Requirement
What are the lines of the listing below, word for word, from the first down to the one that contains "#[derive(Debug, Clone, PartialEq, Eq)]"?
++++ Records for processing
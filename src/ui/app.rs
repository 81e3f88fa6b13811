use eframe::egui;
use egui::Layout;
use std::sync::mpsc;
use std::time::Duration;

use crate::config::AppConfig;
use crate::engine::dice;
use crate::engine::engine::Engine;
use crate::engine::llm_client::Narrator;
use crate::engine::protocol::{EngineCommand, EngineResponse};
use crate::engine::store::SharedStore;
use crate::model::game_state::GameState;
use crate::model::message::{ChatTurn, Role};
use crate::ui::center_panel::draw_center_panel;
use crate::ui::left_panel::draw_left_panel;
use crate::ui::right_panel::draw_right_panel;
use crate::ui::settings::UiSettings;
use crate::ui::settings_io::load_settings;

pub const CLASSES: [&str; 4] = ["Warrior", "Mage", "Rogue", "Paladin"];

/// While a turn is in flight, poll the engine more often than the refresh timer.
const BUSY_REPAINT: Duration = Duration::from_millis(200);

/* =========================
   Seats
   ========================= */

/// A local player slot. Seats join the shared party under their name.
#[derive(Debug, Clone, PartialEq, Eq)]
pub struct Seat {
    pub name: String,
    pub class: String,
    /// Name the party roster knows this seat by, once it has joined.
    pub joined_as: Option<String>,
}

impl Default for Seat {
    fn default() -> Self {
        Self {
            name: "Adventurer".into(),
            class: CLASSES[0].into(),
            joined_as: None,
        }
    }
}

impl Seat {
    /// A seat for a player who is already on the roster.
    pub fn seated(name: impl Into<String>, class: impl Into<String>) -> Self {
        let name = name.into();
        Self {
            joined_as: Some(name.clone()),
            name,
            class: class.into(),
        }
    }

    /// The name actions and rolls are sent under.
    pub fn party_name(&self) -> &str {
        self.joined_as.as_deref().unwrap_or(&self.name)
    }

    /// Brings the roster in line with the edited name and class. A changed
    /// name renames the seated player instead of seating a second one.
    pub fn join_command(&mut self) -> EngineCommand {
        let name = self.name.trim().to_string();
        let cmd = match self.joined_as.take() {
            Some(old) if !old.eq_ignore_ascii_case(&name) => EngineCommand::Rename {
                from: old,
                to: name.clone(),
                class: self.class.clone(),
            },
            _ => EngineCommand::Join {
                name: name.clone(),
                class: self.class.clone(),
            },
        };
        self.joined_as = Some(name);
        cmd
    }

    pub fn leave_command(&self) -> Option<EngineCommand> {
        self.joined_as
            .clone()
            .map(|name| EngineCommand::Leave { name })
    }
}

/* =========================
   Tabs
   ========================= */

#[derive(Debug, Clone, Copy, PartialEq, Eq, Default)]
pub enum LeftTab {
    #[default]
    Party,
    Settings,
}

/* =========================
   UI State
   ========================= */

#[derive(Default)]
pub struct UiState {
    pub input_text: String,
    pub api_key_input: String,

    pub seats: Vec<Seat>,
    pub active_seat: usize,
    pub new_seat_name: String,

    /// Last engine notice; `true` marks an error
    pub status: Option<(String, bool)>,
    pub busy: bool,

    pub snapshot: GameState,
    pub last_revision: Option<u64>,
    pub should_auto_scroll: bool,

    pub left_tab: LeftTab,
    pub settings: UiSettings,
    pub dice_sides: u32,
}

impl UiState {
    pub fn active_seat(&self) -> Option<&Seat> {
        self.seats.get(self.active_seat)
    }

    /// Whether `name` is on the roster under a seat other than `seat`.
    pub fn name_taken(&self, seat: usize, name: &str) -> bool {
        let own = self.seats.get(seat).and_then(|s| s.joined_as.as_deref());
        let name = name.trim();
        if own.is_some_and(|own| own.eq_ignore_ascii_case(name)) {
            return false;
        }
        self.snapshot.player(name).is_some()
            || self
                .seats
                .iter()
                .enumerate()
                .any(|(i, s)| i != seat && s.party_name().eq_ignore_ascii_case(name))
    }

    /// Replaces the local seats with one per loaded player.
    pub fn reseat(&mut self, players: Vec<(String, String)>) {
        self.seats = players
            .into_iter()
            .map(|(name, class)| Seat::seated(name, class))
            .collect();
        self.active_seat = 0;
    }
}

/* =========================
   App
   ========================= */

pub struct DungeonApp {
    ui: UiState,
    store: SharedStore,
    refresh: Duration,

    cmd_tx: mpsc::Sender<EngineCommand>,
    resp_rx: mpsc::Receiver<EngineResponse>,
}

impl DungeonApp {
    pub fn new(config: AppConfig, narrator: Box<dyn Narrator + Send>) -> Self {
        let (cmd_tx, cmd_rx) = mpsc::channel();
        let (resp_tx, resp_rx) = mpsc::channel();

        let store = SharedStore::new(GameState::with_opening(&config.game.opening_message));
        let refresh = config.game.refresh_interval();
        let api_key_input = config.narrator.api_key.clone().unwrap_or_default();

        let configured_dice_sides = config.game.dice_sides;

        let engine_store = store.clone();
        std::thread::spawn(move || {
            let mut engine = Engine::new(cmd_rx, resp_tx, engine_store, narrator, config);
            engine.run();
        });

        let mut seat = Seat::default();
        let _ = cmd_tx.send(seat.join_command());
        let dice_sides = dice::die_sides(configured_dice_sides);

        Self {
            ui: UiState {
                api_key_input,
                seats: vec![seat],
                dice_sides,
                settings: load_settings(),
                ..Default::default()
            },
            store,
            refresh,
            cmd_tx,
            resp_rx,
        }
    }

    fn drain_responses(&mut self) {
        while let Ok(resp) = self.resp_rx.try_recv() {
            match resp {
                EngineResponse::TurnStarted => {
                    self.ui.busy = true;
                }
                EngineResponse::TurnFinished { report } => {
                    self.ui.busy = false;
                    let lines = report.summary_lines();
                    self.ui.status = (!lines.is_empty()).then(|| (lines.join("\n"), false));
                }
                EngineResponse::PartyLoaded { players } => {
                    self.ui.reseat(players);
                }
                EngineResponse::Notice(text) => {
                    self.ui.status = Some((text, false));
                }
                EngineResponse::Error(text) => {
                    self.ui.busy = false;
                    self.ui.status = Some((text, true));
                }
            }
        }
    }

    /// Re-reads the shared store when another writer has moved it on.
    fn sync_snapshot(&mut self) {
        let revision = self.store.revision();
        if self.ui.last_revision != Some(revision) {
            self.ui.snapshot = self.store.snapshot();
            self.ui.last_revision = Some(self.ui.snapshot.revision);
            self.ui.should_auto_scroll = true;
        }
    }
}

/* =========================
   egui App
   ========================= */

impl eframe::App for DungeonApp {
    fn update(&mut self, ctx: &egui::Context, _: &mut eframe::Frame) {
        ctx.set_pixels_per_point(self.ui.settings.ui_scale);

        self.drain_responses();
        self.sync_snapshot();

        draw_left_panel(ctx, &mut self.ui, &self.cmd_tx);
        draw_right_panel(ctx, &self.ui);
        draw_center_panel(ctx, &mut self.ui, &self.cmd_tx);

        self.ui.should_auto_scroll = false;

        let wait = if self.ui.busy { BUSY_REPAINT } else { self.refresh };
        ctx.request_repaint_after(wait);
    }
}

/* =========================
   UI Helpers
   ========================= */

pub fn draw_message(ui: &mut egui::Ui, settings: &UiSettings, turn: &ChatTurn) {
    let (key, right, label) = match (turn.role, turn.name.as_deref()) {
        (Role::Assistant, _) => ("DungeonMaster", false, "🧙 Dungeon Master".to_string()),
        (_, Some("SYSTEM")) | (Role::System, _) => ("System", false, "⚙ System".to_string()),
        (Role::User, name) => ("Player", true, format!("👤 {}", name.unwrap_or("Player"))),
    };

    ui.add_space(6.0);

    if right {
        ui.with_layout(Layout::right_to_left(egui::Align::TOP), |ui| {
            bubble(ui, settings.color(key), &label, &turn.content);
        });
    } else {
        bubble(ui, settings.color(key), &label, &turn.content);
    }
}

fn bubble(ui: &mut egui::Ui, color: egui::Color32, speaker: &str, text: &str) {
    egui::Frame::new()
        .fill(color)
        .corner_radius(egui::CornerRadius::same(8))
        .inner_margin(egui::Margin::symmetric(10, 6))
        .show(ui, |ui| {
            ui.vertical(|ui| {
                ui.label(
                    egui::RichText::new(speaker)
                        .color(egui::Color32::LIGHT_GRAY)
                        .small(),
                );
                ui.label(egui::RichText::new(text).color(egui::Color32::WHITE));
            });
        });
}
++++++++
Solution for this problem
filename src/ui/app.rs
repository 81e3f88fa6b13811
use eframe::egui;
use egui::Layout;
use std::sync::mpsc;
use std::time::Duration;

use crate::config::AppConfig;
use crate::engine::dice;
use crate::engine::engine::Engine;
use crate::engine::llm_client::Narrator;
use crate::engine::protocol::{EngineCommand, EngineResponse};
use crate::engine::store::SharedStore;
use crate::model::game_state::GameState;
use crate::model::message::{ChatTurn, Role};
use crate::ui::center_panel::draw_center_panel;
use crate::ui::left_panel::draw_left_panel;
use crate::ui::right_panel::draw_right_panel;
use crate::ui::settings::UiSettings;
use crate::ui::settings_io::load_settings;

pub const CLASSES: [&str; 4] = ["Warrior", "Mage", "Rogue", "Paladin"];

/// While a turn is in flight, poll the engine more often than the refresh timer.
const BUSY_REPAINT: Duration = Duration::from_millis(200);

/* =========================
   Seats
   ========================= */

/// A local player slot. Seats join the shared party under their name.
#[derive(Debug, Clone, PartialEq, Eq)]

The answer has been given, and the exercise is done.